Là, vous en parlez au futur, ça veut dire qu’aujourd’hui, ça n’est toujours pas le cas ?

Non, malheureusement. Et donc, pour les personnes en face, le viol, c’est quelque chose d’assez banal, parce que pour eux, une femme, c’est un réceptacle qui est là pour, entre autres, accueillir un pénis. Donc même si elle a été violée, même si c’est malgré elle qu’elle a accueilli un pénis, on s’en fout, ça peut passer. Ils ne voient pas le danger et les conséquences liées à cet acte-là, parce que c’est un crime, et en plus de la santé physique, on a des IST, des infections sexuellement transmissibles, et des MST, des maladies sexuellement transmissibles, que la victime pourra contracter. Il y a une certaine banalisation de ce crime, ce qui fait que les gens en face se disent que bon, ça peut passer, c’est juste un viol et une femme peut vivre avec, peut survivre avec.
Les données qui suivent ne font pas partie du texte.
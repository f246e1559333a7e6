//! Delimited list values.

use std::fmt::{self, Write as _};
use std::marker::PhantomData;
use std::ops::Deref;
use std::str::FromStr;

use crate::validate::{DurationSyntax, Validator};
use crate::{FlagError, FlagResult, FlagValue};

/// Delimiter used unless [`List::with_delimiter`] says otherwise.
pub const DEFAULT_DELIMITER: char = ',';

/// An ordered list of validated elements parsed from delimited text.
///
/// [`FlagValue::set`] splits its input on the delimiter and validates every
/// substring with `V`, including empty ones, so `"a,,b"` hands `""` to the
/// validator. Each call appends to the list.
///
/// When an element fails validation, `set` returns that element's error and
/// leaves every element accepted before it in the list. Callers that need
/// all-or-nothing behaviour should parse into a fresh list (for example with
/// [`str::parse`]) and swap it in on success.
///
/// # Examples
///
/// ```
/// use flagutil::{FlagValue, NetworkAddresses};
/// let mut addrs = NetworkAddresses::new();
/// addrs.set("localhost:4000,localhost:5000").expect("valid addresses");
/// assert_eq!(addrs[0], "localhost:4000");
/// assert_eq!(addrs.to_string(), "localhost:4000,localhost:5000");
/// ```
pub struct List<V: Validator> {
    items: Vec<V::Element>,
    delimiter: char,
    _validator: PhantomData<fn() -> V>,
}

impl<V: Validator> List<V> {
    /// Creates an empty list split on commas.
    #[must_use]
    pub const fn new() -> Self {
        Self::with_delimiter(DEFAULT_DELIMITER)
    }

    /// Creates an empty list split on `delimiter`.
    ///
    /// # Examples
    ///
    /// ```
    /// use flagutil::{FlagValue, Strings};
    /// let mut paths = Strings::with_delimiter(':');
    /// paths.set("/usr/bin:/bin").expect("pass-through never fails");
    /// assert_eq!(paths.len(), 2);
    /// ```
    #[must_use]
    pub const fn with_delimiter(delimiter: char) -> Self {
        Self {
            items: Vec::new(),
            delimiter,
            _validator: PhantomData,
        }
    }

    /// Delimiter used for splitting and joining.
    #[must_use]
    pub const fn delimiter(&self) -> char {
        self.delimiter
    }

    /// Appends an element that has already been validated.
    pub fn push(&mut self, element: V::Element) {
        self.items.push(element);
    }

    /// Returns the elements as a slice.
    #[must_use]
    pub fn as_slice(&self) -> &[V::Element] {
        &self.items
    }

    /// Renders every element on its own.
    ///
    /// # Examples
    ///
    /// ```
    /// use flagutil::NetworkAddresses;
    /// let addrs: NetworkAddresses = "a:4000,b:5000".parse().expect("valid addresses");
    /// assert_eq!(addrs.to_strings(), ["a:4000", "b:5000"]);
    /// ```
    #[must_use]
    pub fn to_strings(&self) -> Vec<String> {
        self.items.iter().map(ToString::to_string).collect()
    }

    /// Consumes the list, returning its elements.
    #[must_use]
    pub fn into_vec(self) -> Vec<V::Element> {
        self.items
    }
}

impl List<DurationSyntax> {
    /// Returns the elements as standard library durations.
    #[must_use]
    pub fn to_durations(&self) -> Vec<std::time::Duration> {
        self.items.iter().copied().map(Into::into).collect()
    }
}

impl<V: Validator> FlagValue for List<V> {
    fn set(&mut self, raw: &str) -> FlagResult<()> {
        let before = self.items.len();
        for part in raw.split(self.delimiter) {
            let element = V::validate(part).inspect_err(|err| {
                tracing::debug!(
                    input = raw,
                    error = %err,
                    kept = self.items.len().saturating_sub(before),
                    "rejected delimited flag value"
                );
            })?;
            self.items.push(element);
        }
        tracing::trace!(
            input = raw,
            appended = self.items.len().saturating_sub(before),
            "parsed delimited flag value"
        );
        Ok(())
    }
}

impl<V: Validator> fmt::Display for List<V> {
    fn fmt(&self, f: &mut fmt::Formatter<'_>) -> fmt::Result {
        for (i, item) in self.items.iter().enumerate() {
            if i > 0 {
                f.write_char(self.delimiter)?;
            }
            write!(f, "{item}")?;
        }
        Ok(())
    }
}

impl<V: Validator> FromStr for List<V> {
    type Err = FlagError;

    fn from_str(s: &str) -> Result<Self, Self::Err> {
        let mut list = Self::new();
        list.set(s)?;
        Ok(list)
    }
}

impl<V: Validator> Default for List<V> {
    fn default() -> Self {
        Self::new()
    }
}

impl<V: Validator> Clone for List<V> {
    fn clone(&self) -> Self {
        Self {
            items: self.items.clone(),
            delimiter: self.delimiter,
            _validator: PhantomData,
        }
    }
}

impl<V: Validator> fmt::Debug for List<V> {
    fn fmt(&self, f: &mut fmt::Formatter<'_>) -> fmt::Result {
        f.debug_struct("List")
            .field("items", &self.items)
            .field("delimiter", &self.delimiter)
            .finish()
    }
}

impl<V: Validator> PartialEq for List<V> {
    fn eq(&self, other: &Self) -> bool {
        self.items == other.items
    }
}

impl<V: Validator> Deref for List<V> {
    type Target = [V::Element];

    fn deref(&self) -> &Self::Target {
        &self.items
    }
}

impl<V: Validator> FromIterator<V::Element> for List<V> {
    fn from_iter<I: IntoIterator<Item = V::Element>>(iter: I) -> Self {
        Self {
            items: iter.into_iter().collect(),
            delimiter: DEFAULT_DELIMITER,
            _validator: PhantomData,
        }
    }
}

impl<V: Validator> Extend<V::Element> for List<V> {
    fn extend<I: IntoIterator<Item = V::Element>>(&mut self, iter: I) {
        self.items.extend(iter);
    }
}

impl<V: Validator> IntoIterator for List<V> {
    type Item = V::Element;
    type IntoIter = std::vec::IntoIter<V::Element>;

    fn into_iter(self) -> Self::IntoIter {
        self.items.into_iter()
    }
}

impl<'a, V: Validator> IntoIterator for &'a List<V> {
    type Item = &'a V::Element;
    type IntoIter = std::slice::Iter<'a, V::Element>;

    fn into_iter(self) -> Self::IntoIter {
        self.items.iter()
    }
}

#[cfg(test)]
mod tests;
Le consentement de la femme, on s’en fiche ?

Effectivement, le consentement, c’est la chose qu’on nous nie beaucoup dans notre société.

Aujourd’hui, Marie-Paule Djegue Okri, vous êtes la lauréate du prix Simone de Beauvoir pour la liberté des femmes, parce que vous luttez contre les violences faites aux femmes, mais aussi parce que vous militez pour les femmes en milieu rural, afin qu’elles deviennent autonomes du point de vue financier. Quels sont les problèmes particuliers auxquels elles sont confrontées ?

Le problème de ces femmes-là, c’est l’accès à l’éducation. C’est quelque chose qui est vraiment très présent en milieu rural, parce que là, on a des femmes qui, dès qu’elles naissent, sont éduquées, sont amenées à penser mariage. Et donc on ne voit pas l’importance de les amener à l’école, parce qu’on se dit qu’elles vont finir mariées, et donc ces femmes-là ne sont pas scolarisées. Maintenant, les choses commencent à changer avec les revendications, les actions des ONG, et donc je me dis que, dans quelques années, on parlera de ce chiffre-là au rabais [48% des femmes ivoiriennes sont illettrées].

Marie-Paule Djegue Okri, vous êtes une actrice de la société civile, mais la politique, est-ce que vous y pensez ?

Oui, effectivement, j’y pense. La politique, c’est la gestion de la cité et moi, je prends part à la gestion de la cité, et là, je prévois de me présenter aux élections législatives de 2026.

Au sein d’un nouveau parti ou dans un parti déjà existant ?

(Rires). En indépendante. Je veux surtout être députée pour proposer de belles lois, parce que, depuis qu’on a nos députés, la seule loi qu’ils ont eue à nous proposer dernièrement, c’est une loi sur la polygamie, donc je veux aller en politique pour proposer mieux, voilà.